§ WORK INSTRUCTIONS:
For each record below, write an exact copy.
[EXCERPTED RECORDS]
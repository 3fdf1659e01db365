//! Subcommands of the `appconfig` binary.
pub mod configure;
pub mod load;
pub mod path;

use crate::error::Result;
use crate::models::{ConfigItem, DisplayStyle, NULL_VALUE};
use crate::ConfigManager;

/// Name of the demo config file, `~/.example`.
pub const DEMO_CONFIG_NAME: &str = "example";

/// Items driven by the binary: an API token, a path and a proxy URI.
pub fn demo_items() -> Result<Vec<ConfigItem>> {
    Ok(vec![
        ConfigItem::builder("token")
            .initial_value(NULL_VALUE)
            .prompt_text("API Token")
            .display_style(DisplayStyle::PartVisible)
            .build()?,
        ConfigItem::builder("path")
            .prompt_text("Path")
            .initial_value(".")
            .build()?,
        ConfigItem::builder("proxy")
            .prompt_text("Proxy Server URI")
            .initial_value("")
            .build()?,
    ])
}

pub fn demo_manager() -> Result<ConfigManager> {
    ConfigManager::new(DEMO_CONFIG_NAME, demo_items()?)
}

pub use configure::run_configure;
pub use load::{parse_load_args, show_config};
pub use path::show_path;
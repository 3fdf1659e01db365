//! Interactive prompting: label rules and the [`Prompter`] backends.
//!
//! Backends only read raw answers. Defaults, coercion and the retry on a bad
//! answer live in [`prompt_value`] so every backend behaves the same.

pub mod interactive;
pub mod line;

use std::io::IsTerminal;

use crate::error::{Error, Result};
use crate::models::{ConfigItem, ConfigValue, DisplayStyle, ValueType};

pub use interactive::InquirePrompter;
pub use line::LinePrompter;

const MASK: &str = "**********";

/// One question put to the user.
#[derive(Debug, Clone, PartialEq)]
pub struct PromptRequest {
    label: String,
    value_type: ValueType,
    current: ConfigValue,
    show_default: bool,
}

impl PromptRequest {
    pub fn new(
        label: impl Into<String>,
        value_type: ValueType,
        current: ConfigValue,
        show_default: bool,
    ) -> Self {
        Self {
            label: label.into(),
            value_type,
            current,
            show_default,
        }
    }

    /// Request for `item` whose value so far is `current`.
    pub fn for_item(item: &ConfigItem, current: &ConfigValue) -> Self {
        Self::new(
            build_label(item, current),
            item.value_type(),
            current.clone(),
            item.show_default(),
        )
    }

    pub fn label(&self) -> &str {
        &self.label
    }

    pub fn value_type(&self) -> ValueType {
        self.value_type
    }

    pub fn current(&self) -> &ConfigValue {
        &self.current
    }

    pub fn show_default(&self) -> bool {
        self.show_default
    }

    /// Text shown to the user, without the trailing `": "`.
    pub fn message(&self) -> String {
        if self.show_default {
            format!("{} [{}]", self.label, self.current)
        } else {
            self.label.clone()
        }
    }
}

/// A source of answers.
pub trait Prompter {
    /// Ask once and return the raw answer. A cancelled prompt is
    /// [`Error::Interrupted`].
    fn read_answer(&mut self, request: &PromptRequest) -> Result<String>;

    /// Tell the user an answer was rejected.
    fn report_error(&mut self, message: &str);
}

/// The prompt label for `item`: prompt text, required marker and, for
/// part-visible items with a real value, the masked hint.
pub fn build_label(item: &ConfigItem, current: &ConfigValue) -> String {
    let mut label = item.prompt_text().to_string();
    if item.required() {
        label.push_str(" (required)");
    }
    if item.display_style() == DisplayStyle::PartVisible
        && current.is_truthy()
        && !current.is_null_marker()
    {
        label.push(' ');
        label.push_str(&mask_hint(current));
    }
    label
}

/// `[**********` + last four characters + `]`.
pub fn mask_hint(value: &ConfigValue) -> String {
    let text = value.to_string();
    let skip = text.chars().count().saturating_sub(4);
    let tail: String = text.chars().skip(skip).collect();
    format!("[{MASK}{tail}]")
}

/// Ask until the answer coerces to the requested type.
///
/// An empty answer keeps the current value. For numeric types a
/// whitespace-only answer counts as empty.
pub fn prompt_value(prompter: &mut dyn Prompter, request: &PromptRequest) -> Result<ConfigValue> {
    loop {
        let answer = prompter.read_answer(request)?;
        if is_blank(&answer, request.value_type()) {
            return Ok(match request.current() {
                ConfigValue::Unset => ConfigValue::Null,
                other => other.clone(),
            });
        }
        match request.value_type().coerce(&answer) {
            Ok(value) => return Ok(value),
            Err(err @ Error::TypeCoercion { .. }) => prompter.report_error(&err.to_string()),
            Err(err) => return Err(err),
        }
    }
}

fn is_blank(answer: &str, value_type: ValueType) -> bool {
    match value_type {
        ValueType::String => answer.trim_end_matches(&['\r', '\n'][..]).is_empty(),
        ValueType::Integer | ValueType::Float => answer.trim().is_empty(),
    }
}

/// `inquire` on a terminal, plain line reading otherwise.
pub fn default_prompter() -> Box<dyn Prompter> {
    if std::io::stdin().is_terminal() {
        Box::new(InquirePrompter::new())
    } else {
        Box::new(LinePrompter::stdio())
    }
}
[/EXCERPTED RECORDS]
§ ANSWER TO THIS TASK:
repository 3fdf1659e01db365
//! Subcommands of the `appconfig` binary.
pub mod configure;
pub mod load;
pub mod path;

use crate::error::Result;
use crate::models::{ConfigItem, DisplayStyle, NULL_VALUE};
use crate::ConfigManager;

/// Name of the demo config file, `~/.example`.
pub const DEMO_CONFIG_NAME: &str = "example";

/// Items driven by the binary: an API token, a path and a proxy URI.
pub fn demo_items() -> Result<Vec<ConfigItem>> {
    Ok(vec![
        ConfigItem::builder("token")
            .initial_value(NULL_VALUE)
            .prompt_text("API Token")
            .display_style(DisplayStyle::PartVisible)
            .build()?,
        ConfigItem::builder("path")
            .prompt_text("Path")
            .initial_value(".")
            .build()?,
        ConfigItem::builder("proxy")
            .prompt_text("Proxy Server URI")
            .initial_value("")
            .build()?,
    ])
}

pub fn demo_manager() -> Result<ConfigManager> {
    ConfigManager::new(DEMO_CONFIG_NAME, demo_items()?)
}

pub use configure::run_configure;
pub use load::{parse_load_args, show_config};
pub use path::show_path;
repository 3fdf1659e01db365
//! Interactive prompting: label rules and the [`Prompter`] backends.
//!
//! Backends only read raw answers. Defaults, coercion and the retry on a bad
//! answer live in [`prompt_value`] so every backend behaves the same.

pub mod interactive;
pub mod line;

use std::io::IsTerminal;

use crate::error::{Error, Result};
use crate::models::{ConfigItem, ConfigValue, DisplayStyle, ValueType};

pub use interactive::InquirePrompter;
pub use line::LinePrompter;

const MASK: &str = "**********";

/// One question put to the user.
#[derive(Debug, Clone, PartialEq)]
pub struct PromptRequest {
    label: String,
    value_type: ValueType,
    current: ConfigValue,
    show_default: bool,
}

impl PromptRequest {
    pub fn new(
        label: impl Into<String>,
        value_type: ValueType,
        current: ConfigValue,
        show_default: bool,
    ) -> Self {
        Self {
            label: label.into(),
            value_type,
            current,
            show_default,
        }
    }

    /// Request for `item` whose value so far is `current`.
    pub fn for_item(item: &ConfigItem, current: &ConfigValue) -> Self {
        Self::new(
            build_label(item, current),
            item.value_type(),
            current.clone(),
            item.show_default(),
        )
    }

    pub fn label(&self) -> &str {
        &self.label
    }

    pub fn value_type(&self) -> ValueType {
        self.value_type
    }

    pub fn current(&self) -> &ConfigValue {
        &self.current
    }

    pub fn show_default(&self) -> bool {
        self.show_default
    }

    /// Text shown to the user, without the trailing `": "`.
    pub fn message(&self) -> String {
        if self.show_default {
            format!("{} [{}]", self.label, self.current)
        } else {
            self.label.clone()
        }
    }
}

/// A source of answers.
pub trait Prompter {
    /// Ask once and return the raw answer. A cancelled prompt is
    /// [`Error::Interrupted`].
    fn read_answer(&mut self, request: &PromptRequest) -> Result<String>;

    /// Tell the user an answer was rejected.
    fn report_error(&mut self, message: &str);
}

/// The prompt label for `item`: prompt text, required marker and, for
/// part-visible items with a real value, the masked hint.
pub fn build_label(item: &ConfigItem, current: &ConfigValue) -> String {
    let mut label = item.prompt_text().to_string();
    if item.required() {
        label.push_str(" (required)");
    }
    if item.display_style() == DisplayStyle::PartVisible
        && current.is_truthy()
        && !current.is_null_marker()
    {
        label.push(' ');
        label.push_str(&mask_hint(current));
    }
    label
}

/// `[**********` + last four characters + `]`.
pub fn mask_hint(value: &ConfigValue) -> String {
    let text = value.to_string();
    let skip = text.chars().count().saturating_sub(4);
    let tail: String = text.chars().skip(skip).collect();
    format!("[{MASK}{tail}]")
}

/// Ask until the answer coerces to the requested type.
///
/// An empty answer keeps the current value. For numeric types a
/// whitespace-only answer counts as empty.
pub fn prompt_value(prompter: &mut dyn Prompter, request: &PromptRequest) -> Result<ConfigValue> {
    loop {
        let answer = prompter.read_answer(request)?;
        if is_blank(&answer, request.value_type()) {
            return Ok(match request.current() {
                ConfigValue::Unset => ConfigValue::Null,
                other => other.clone(),
            });
        }
        match request.value_type().coerce(&answer) {
            Ok(value) => return Ok(value),
            Err(err @ Error::TypeCoercion { .. }) => prompter.report_error(&err.to_string()),
            Err(err) => return Err(err),
        }
    }
}

fn is_blank(answer: &str, value_type: ValueType) -> bool {
    match value_type {
        ValueType::String => answer.trim_end_matches(&['\r', '\n'][..]).is_empty(),
        ValueType::Integer | ValueType::Float => answer.trim().is_empty(),
    }
}

/// `inquire` on a terminal, plain line reading otherwise.
pub fn default_prompter() -> Box<dyn Prompter> {
    if std::io::stdin().is_terminal() {
        Box::new(InquirePrompter::new())
    } else {
        Box::new(LinePrompter::stdio())
    }
}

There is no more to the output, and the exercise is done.